You are given an array $ a $ of $ n $ numbers and a number $ k $ . The value $ a_i $ describes the weather on the $ i $ -th day: if it rains on the $ i $ -th day, then $ a_i = 1 $ ; otherwise, if the weather is good on the $ i $ -th day, then $ a_i = 0 $ . Jean wants to visit as many peaks as possible. One hike to a peak takes exactly $ k $ days, and during each of these days, the weather must be good ( $ a_i = 0 $ ). That is, formally, he can start a hike on day $ i $ only if all $ a_j = 0 $ for all $ j $ $ (i \leq j \leq i + k - 1) $ . After each hike, before starting the next one, Jean must take a break of at least one day, meaning that on the day following a hike, he cannot go on another hike.
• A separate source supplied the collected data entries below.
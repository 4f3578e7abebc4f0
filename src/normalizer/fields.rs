//! Canonical target fields a spreadsheet column can map to.

use serde::{Serialize, Serializer};
use std::fmt;

/// Closed set of dotted field paths of the apprehension record.
#[derive(Debug, Clone, Copy, PartialEq, Eq, Hash, PartialOrd, Ord)]
pub enum CanonicalField {
    DateOfSubmission,
    DateOfApprehension,
    TimeOfApprehension,
    Agency,
    ApprehendingOfficer,
    CaseNumber,
    DriverLastName,
    DriverFirstName,
    Violation,
    ConfiscatedItemType,
    ConfiscatedItemNumber,
    RestrictionCode,
    Conditions,
    Nationality,
    Gender,
    MvType,
    PlateNumber,
    PlaceOfApprehension,
    Remarks,
}

/// Fields whose absence from the mapping blocks submission.
pub const REQUIRED_FIELDS: [CanonicalField; 6] = [
    CanonicalField::DateOfApprehension,
    CanonicalField::Agency,
    CanonicalField::CaseNumber,
    CanonicalField::Violation,
    CanonicalField::PlateNumber,
    CanonicalField::PlaceOfApprehension,
];

impl CanonicalField {
    pub const ALL: [CanonicalField; 19] = [
        Self::DateOfSubmission,
        Self::DateOfApprehension,
        Self::TimeOfApprehension,
        Self::Agency,
        Self::ApprehendingOfficer,
        Self::CaseNumber,
        Self::DriverLastName,
        Self::DriverFirstName,
        Self::Violation,
        Self::ConfiscatedItemType,
        Self::ConfiscatedItemNumber,
        Self::RestrictionCode,
        Self::Conditions,
        Self::Nationality,
        Self::Gender,
        Self::MvType,
        Self::PlateNumber,
        Self::PlaceOfApprehension,
        Self::Remarks,
    ];

    pub fn path(&self) -> &'static str {
        match self {
            Self::DateOfSubmission => "dateOfSubmission",
            Self::DateOfApprehension => "dateOfApprehension",
            Self::TimeOfApprehension => "timeOfApprehension",
            Self::Agency => "agency",
            Self::ApprehendingOfficer => "apprehendingOfficer",
            Self::CaseNumber => "caseNumber",
            Self::DriverLastName => "driver.lastName",
            Self::DriverFirstName => "driver.firstName",
            Self::Violation => "violation",
            Self::ConfiscatedItemType => "confiscatedItem.type",
            Self::ConfiscatedItemNumber => "confiscatedItem.number",
            Self::RestrictionCode => "restrictionCode",
            Self::Conditions => "conditions",
            Self::Nationality => "nationality",
            Self::Gender => "gender",
            Self::MvType => "mvType",
            Self::PlateNumber => "plateNumber",
            Self::PlaceOfApprehension => "placeOfApprehension",
            Self::Remarks => "remarks",
        }
    }

    /// Look up a field by its dotted path (exact, case-sensitive).
    pub fn from_path(path: &str) -> Option<Self> {
        Self::ALL.iter().copied().find(|f| f.path() == path)
    }

    pub fn is_required(&self) -> bool {
        REQUIRED_FIELDS.contains(self)
    }

    pub fn is_date(&self) -> bool {
        matches!(self, Self::DateOfSubmission | Self::DateOfApprehension)
    }
}

impl fmt::Display for CanonicalField {
    fn fmt(&self, f: &mut fmt::Formatter<'_>) -> fmt::Result {
        f.write_str(self.path())
    }
}

impl Serialize for CanonicalField {
    fn serialize<S: Serializer>(&self, serializer: S) -> Result<S::Ok, S::Error> {
        serializer.serialize_str(self.path())
    }
}

/// Outcome of mapping one spreadsheet column.
#[derive(Debug, Clone, Copy, PartialEq, Eq, Hash)]
pub enum ColumnTarget {
    Field(CanonicalField),
    /// Column intentionally ignored (blank header, computed field, closed group).
    Skip,
    /// Header text matched nothing.
    Unknown,
}

impl ColumnTarget {
    pub fn field(&self) -> Option<CanonicalField> {
        match self {
            Self::Field(f) => Some(*f),
            Self::Skip | Self::Unknown => None,
        }
    }

    pub fn as_str(&self) -> &'static str {
        match self {
            Self::Field(f) => f.path(),
            Self::Skip => "_skip_",
            Self::Unknown => "_unknown_",
        }
    }
}

impl From<CanonicalField> for ColumnTarget {
    fn from(field: CanonicalField) -> Self {
        Self::Field(field)
    }
}

impl fmt::Display for ColumnTarget {
    fn fmt(&self, f: &mut fmt::Formatter<'_>) -> fmt::Result {
        f.write_str(self.as_str())
    }
}

impl Serialize for ColumnTarget {
    fn serialize<S: Serializer>(&self, serializer: S) -> Result<S::Ok, S::Error> {
        serializer.serialize_str(self.as_str())
    }
}

/// One target per spreadsheet column, left to right.
pub type ColumnMapping = Vec<ColumnTarget>;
Find the maximum number of peaks that Jean can visit.

Each test consists of several test cases. The first line contains a single integer $ t $ ( $ 1 \le t \le 10^4 $ ) — the number of test cases. The description of the test cases follows. The first line of each test case contains two integers $ n $ and $ k $ ( $ 1 \le n \le 10^5 $ , $ 1 \le k \le n $ ). The second line contains $ n $ numbers $ a_i $ ( $ a_i \in \{0, 1\} $ ), where $ a_i $ denotes the weather on the $ i $ -th day. It is guaranteed that the total value of $ n $ across all test cases does not exceed $ 10^5 $ .

For each test case, output a single integer: the maximum number of hikes that Jean can make.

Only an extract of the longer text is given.